Kumamoto resident Tomiko Baba, left, and her daughter Kyoko are seen on April 17, 2016, in the gymnasium of a local junior high school in the city's Higashi Ward that is being utilized as an emergency shelter. (Mainichi)

Evacuation is taking a heavy toll on the ill and disabled amid ongoing aftershocks and delays in restoring lifelines following the earthquakes in Kumamoto Prefecture, as the number of evacuees increases.

Kiyofumi Sakamoto, 66, from the Hirosaki district in the Kumamoto prefectural town of Mashiki, evacuated together with his wife Kikuko, 63, to a nearby elementary school, where they have been staying inside a classroom. Paralyzed on the left side of his body following a brain hemorrhage seven years ago, Kiyofumi has been designated a level five on the scale of required care. Because his special nursing care bed couldn't be brought inside the emergency shelter, however, he is sleeping on cardboard and blankets that have been laid out on the floor of the classroom.

While Kikuko has been changing his diapers, caring for him at night has been difficult due to the loss of electricity. And while his bathing is normally taken care of through day service care, wiping him down with a wet cloth is now all that Kikuko can manage.

"How long is this going to go on?" she asked, as she contemplated the uncertainty of their situation.
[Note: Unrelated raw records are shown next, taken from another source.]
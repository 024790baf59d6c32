//! Conversational Copilot Module
//!
//! Handles one chat command per call in three phases. Investigate asks the
//! model whether the command is a dashboard edit, a summary refresh, or a
//! factual question (answered by emitting SQL). Execute runs any emitted
//! SQL with a bounded preview. Respond asks for the strict-JSON reply
//! envelope and parses it through the interpreter. Nothing here is fatal:
//! every failure path lands in a fallback text envelope.

use crate::dashboard::DashboardConfig;
use crate::interpreter::AgentEnvelope;
use crate::llm::LlmGateway;
use crate::plan;
use crate::prompts;
use crate::sql_engine::QueryGateway;
use crate::tabular;
use std::sync::Arc;
use tracing::{debug, warn};

/// Rows of fetched data replayed into the respond prompt. Bounds prompt
/// size, not correctness.
const PREVIEW_ROWS: usize = 10;

pub struct Copilot {
    llm: Arc<dyn LlmGateway>,
    gateway: Arc<dyn QueryGateway>,
}

impl Copilot {
    pub fn new(llm: Arc<dyn LlmGateway>, gateway: Arc<dyn QueryGateway>) -> Self {
        Self { llm, gateway }
    }

    /// Answer one user command against the current dashboard.
    /// `focused_context` narrows the conversation to one component when the
    /// user has selected a chart or KPI.
    pub async fn process_query(
        &self,
        user_query: &str,
        current_config: &DashboardConfig,
        focused_context: Option<&str>,
    ) -> AgentEnvelope {
        let schema = self.gateway.schema().to_string();

        let intent = match self
            .llm
            .generate(&prompts::build_copilot_investigate_prompt(user_query, &schema))
            .await
        {
            Ok(reply) => reply.trim().to_string(),
            Err(e) => {
                warn!("copilot investigate call failed: {}", e);
                return AgentEnvelope::fallback(format!("The assistant is unavailable: {}", e));
            }
        };
        debug!("copilot intent: {}", intent);

        let data_context = self.execute_intent(&intent);

        let config_json =
            serde_json::to_string(current_config).unwrap_or_else(|_| "{}".to_string());
        let respond_prompt = prompts::build_copilot_respond_prompt(
            user_query,
            &config_json,
            &schema,
            focused_context,
            &data_context,
        );
        let raw = match self.llm.generate(&respond_prompt).await {
            Ok(raw) => raw,
            Err(e) => {
                warn!("copilot respond call failed: {}", e);
                return AgentEnvelope::fallback(format!("The assistant is unavailable: {}", e));
            }
        };

        match AgentEnvelope::parse(&raw) {
            Ok(envelope) => envelope,
            Err(e) => {
                warn!("copilot reply did not parse: {}", e);
                AgentEnvelope::fallback(format!(
                    "I analyzed the data but encountered an error parsing the response. Raw output: {}",
                    e
                ))
            }
        }
    }

    /// Phase two. Keyword intents fetch nothing; anything else is treated
    /// as SQL. A failing query becomes inline context for the respond
    /// phase, never an error.
    fn execute_intent(&self, intent: &str) -> String {
        let upper = intent.to_uppercase();
        if upper.contains("UPDATE_DASHBOARD") {
            return "The user wants a dashboard update. No data was fetched.".to_string();
        }
        if upper.contains("SUMMARIZE") {
            return "The user wants an executive summary of the current dashboard. No data was fetched.".to_string();
        }

        let sql = plan::clean_sql(intent);
        if sql.is_empty() {
            return "No query was required.".to_string();
        }
        match self.gateway.run_query(&sql) {
            Ok(df) => format!(
                "[Query]: {}\n{}",
                sql,
                tabular::head_markdown(&df, PREVIEW_ROWS)
            ),
            Err(e) => format!("Query failed: {}", e),
        }
    }
}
Tomiko Baba, 84, a resident of Kumamoto's Higashi Ward who has Parkinson's disease, evacuated by car to the gymnasium of a local junior high school together with her daughter Kyoko, 50, with whom she lives, after furniture in their home toppled over in the earthquake that occurred in the early hours of April 16.

"She's unstable emotionally, and seems to be unable to relax and get to sleep," her daughter commented, saying that they had spent the night in their car.

Baba, who uses a wheelchair, notes that it is difficult to use the toilets at the emergency shelter. "I am trying not to use the bathroom," she commented. "And I just want a place where I can lay down and rest."

The Kumamoto Municipal Government opened 10 shelters on April 16 that would be easier for individuals with disabilities to navigate, but as of April 17, only 13 people were utilizing them. The reason appears to be a lack of knowledge about their existence, so municipal officials are going around regular emergency shelters to inform disabled evacuees.